The viral coefficient and organic flywheel
Many LTV:CAC models ignore the viral coefficient (K-factor): the number of new users each existing user generates through referrals, social sharing, and word of mouth. If K = 0.3, each paid install generates 0.3 organic installs on top; effective CAC = paid CAC ÷ (1 + K) = CAC ÷ 1.3 — a 23% reduction in effective acquisition cost.
Apps with strong referral programs (Robinhood's free stock referral, Cash App's $5 send referral, Duolingo's streak-share mechanic) achieve K-factors of 0.4–0.8, effectively cutting blended CAC in half while organic channels scale. The implication for LTV:CAC is material: a 3:1 ratio on paid-only basis can become 5:1 or 6:1 when organic flywheel effects are included. Apps that grow from word-of-mouth and content (TikTok virality, Reddit communities, influencer review) can sustain unit economics that appear impossible on a purely paid basis.
Worked example: fintech app, $48 CAC vs $145 LTV (3.0:1)
Nómada Capital (fictitious name, representative data) is a personal finance app targeting freelancers and self-employed workers in Mexico and Colombia. Monthly subscription: MXN 99 / COP 12,000 (approximately USD 5.80/month blended). Apple/Google fee: 15% (small business rate). Gross margin on subscription revenue: 72%.
Retention curve (D-day → retention): D1 58%, D7 38%, D30 22%, D90 14%, D180 10%, D365 7%.
LTV calculation (12-month cohort):
- Average active months per user: integral of retention curve ≈ 5.8 months.
- Net ARPU: USD 5.80 × 85% (after platform fee) × 72% (gross margin) = USD 3.54/month.
- LTV (12m): 5.8 × USD 3.54 = USD 20.50 (12-month observable window).
- Projected LTV (24m with power-law extrapolation): USD 32.80.
- Blended CAC (ASA 40% budget + Meta 40% + organic 20%): USD 48.
- Effective LTV:CAC ratio (24m pLTV): USD 32.80 ÷ USD 48 = 0.68:1 — loss on every install.
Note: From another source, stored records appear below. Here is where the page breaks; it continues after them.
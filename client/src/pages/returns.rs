//! Goods returned to vendors.

use leptos::prelude::*;
use records::Return;

use crate::components::data_table::Column;
use crate::components::resource_page::resource_page;
use crate::state::resource::ResourceForm;
use crate::util::form::{Draft, FieldSpec};
use crate::util::format::{date, quantity};
use crate::util::lookup::RefKind;

pub struct ReturnForm;

impl ResourceForm for ReturnForm {
    type Record = Return;

    const REFS: &'static [RefKind] = &[RefKind::Grns, RefKind::Vendors, RefKind::Items, RefKind::Locations];
    const FIELDS: &'static [FieldSpec] = &[
        FieldSpec::date("return_date", "Return Date").required(),
        FieldSpec::select("grn_id", "GRN", RefKind::Grns).required(),
        FieldSpec::select("vendor_id", "Vendor", RefKind::Vendors).required(),
        FieldSpec::select("item_id", "Item", RefKind::Items).required(),
        FieldSpec::select("location_id", "Location", RefKind::Locations).required(),
        FieldSpec::number("quantity", "Quantity").required().non_negative(),
        FieldSpec::textarea("reason", "Reason").required(),
    ];

    fn columns() -> Vec<Column<Return>> {
        vec![
            Column::new("Date", |r: &Return, _| date(r.return_date)),
            Column::new("GRN", |r: &Return, refs| refs.label(RefKind::Grns, r.grn_id)),
            Column::new("Vendor", |r: &Return, refs| refs.label(RefKind::Vendors, r.vendor_id)),
            Column::new("Item", |r: &Return, refs| refs.label(RefKind::Items, r.item_id)),
            Column::new("Location", |r: &Return, refs| refs.label(RefKind::Locations, r.location_id)),
            Column::new("Qty", |r: &Return, _| quantity(r.quantity)).numeric(),
            Column::new("Reason", |r: &Return, _| r.reason.clone()),
        ]
    }

    fn to_draft(r: &Return) -> Draft {
        Draft::default()
            .with_date("return_date", r.return_date)
            .with_id("grn_id", r.grn_id)
            .with_id("vendor_id", r.vendor_id)
            .with_id("item_id", r.item_id)
            .with_id("location_id", r.location_id)
            .with_number("quantity", r.quantity)
            .with("reason", r.reason.clone())
    }

    fn from_draft(d: &Draft) -> Return {
        Return {
            id: 0,
            return_date: d.date("return_date"),
            grn_id: d.id("grn_id"),
            vendor_id: d.id("vendor_id"),
            item_id: d.id("item_id"),
            location_id: d.id("location_id"),
            quantity: d.number("quantity"),
            reason: d.text("reason"),
        }
    }
}

#[component]
pub fn ReturnsPage() -> impl IntoView {
    resource_page::<ReturnForm>()
}
//! Data behind the stock and reports pages.
//!
//! Both views are joins over full record lists computed in the browser with
//! the aggregations from `records::report`.

#[cfg(test)]
#[path = "reports_test.rs"]
mod reports_test;

use records::report::{ReceiptStatus, StockInputs, StockRow, VendorSummary, receipt_status, stock_on_hand, vendor_summary};
use records::{Distribution, Invoice, PurchaseOrder, QuickGrn, QuickInvoice, Return, StockEntry};

use crate::net::api::{ApiError, ResourceApi};
use crate::util::lookup::{RefData, RefKind, load_refs};

/// A purchase order with its receipt progress.
#[derive(Clone, Debug, PartialEq)]
pub struct ReceiptRow {
    pub order: PurchaseOrder,
    pub status: ReceiptStatus,
}

#[derive(Clone, Debug, Default, PartialEq)]
pub struct PurchaseReport {
    pub vendors: Vec<VendorSummary>,
    pub receipts: Vec<ReceiptRow>,
    pub refs: RefData,
}

#[derive(Clone, Debug, Default, PartialEq)]
pub struct StockReport {
    pub rows: Vec<StockRow>,
    pub refs: RefData,
}

/// Vendor purchase summary and PO receipt status.
///
/// # Errors
///
/// Returns the first failing request's error.
pub async fn load_purchase_report<A: ResourceApi>(api: &A) -> Result<PurchaseReport, ApiError> {
    let refs = load_refs(api, &[RefKind::Vendors, RefKind::Items, RefKind::PurchaseOrders, RefKind::Grns]).await?;
    let invoices = api.list::<Invoice>().await?;
    let quick_invoices = api.list::<QuickInvoice>().await?;

    let vendors = vendor_summary(&refs.purchase_orders, &invoices, &quick_invoices);
    let receipts = refs
        .purchase_orders
        .iter()
        .map(|po| ReceiptRow { order: po.clone(), status: receipt_status(po, &refs.grns) })
        .collect();
    Ok(PurchaseReport { vendors, receipts, refs })
}

/// Stock on hand per item and location.
///
/// # Errors
///
/// Returns the first failing request's error.
pub async fn load_stock<A: ResourceApi>(api: &A) -> Result<StockReport, ApiError> {
    let refs = load_refs(api, &[RefKind::Items, RefKind::Locations, RefKind::PurchaseOrders, RefKind::Grns]).await?;
    let entries = api.list::<StockEntry>().await?;
    let quick_grns = api.list::<QuickGrn>().await?;
    let distributions = api.list::<Distribution>().await?;
    let returns = api.list::<Return>().await?;

    let rows = stock_on_hand(StockInputs {
        entries: &entries,
        purchase_orders: &refs.purchase_orders,
        grns: &refs.grns,
        quick_grns: &quick_grns,
        distributions: &distributions,
        returns: &returns,
    });
    Ok(StockReport { rows, refs })
}
//! Modal confirmation for destructive actions.

use leptos::prelude::*;

/// Backdrop-click and "Cancel" both cancel; only "Delete" confirms.
#[component]
pub fn ConfirmDialog(
    #[prop(into)] title: String,
    #[prop(into)] message: String,
    on_confirm: Callback<()>,
    on_cancel: Callback<()>,
    #[prop(into)] busy: Signal<bool>,
) -> impl IntoView {
    view! {
        <div class="dialog-backdrop" on:click=move |_| on_cancel.run(())>
            <div class="dialog" role="alertdialog" on:click=move |ev| ev.stop_propagation()>
                <h2>{title}</h2>
                <p class="dialog__danger">{message}</p>
                <div class="dialog__actions">
                    <button class="btn" on:click=move |_| on_cancel.run(())>
                        "Cancel"
                    </button>
                    <button
                        class="btn btn--danger"
                        disabled=move || busy.get()
                        on:click=move |_| on_confirm.run(())
                    >
                        "Delete"
                    </button>
                </div>
            </div>
        </div>
    }
}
Diagnosis: the subscription price (USD 5.80) is too low for the CAC the channels require. Action: annual plan at USD 49.99/year (USD 4.17/month) with 14-day free trial, reducing churn friction and improving LTV to USD 145 projected (paid upfront at 72% margin = USD 36 net, with 85% year-1 retention on annual plan). Blended CAC stays USD 48. Ratio: 3.0:1 with 16-month payback on annual cohort.
How to read the result alongside cash runway
Healthy unit economics on paper are not enough if the business does not survive long enough to harvest them. A practical heuristic: payback period must be shorter than (current runway − 6 safety months). With 12 months of runway, only channels paying back in under 6 months should receive incremental UA budget; the rest go on hold until you raise, hit cash-flow positive, or reduce burn. The simulator surfaces this constraint by combining the LTV:CAC view with a runway view, so growth, finance and product can decide together rather than each defending their own dashboard.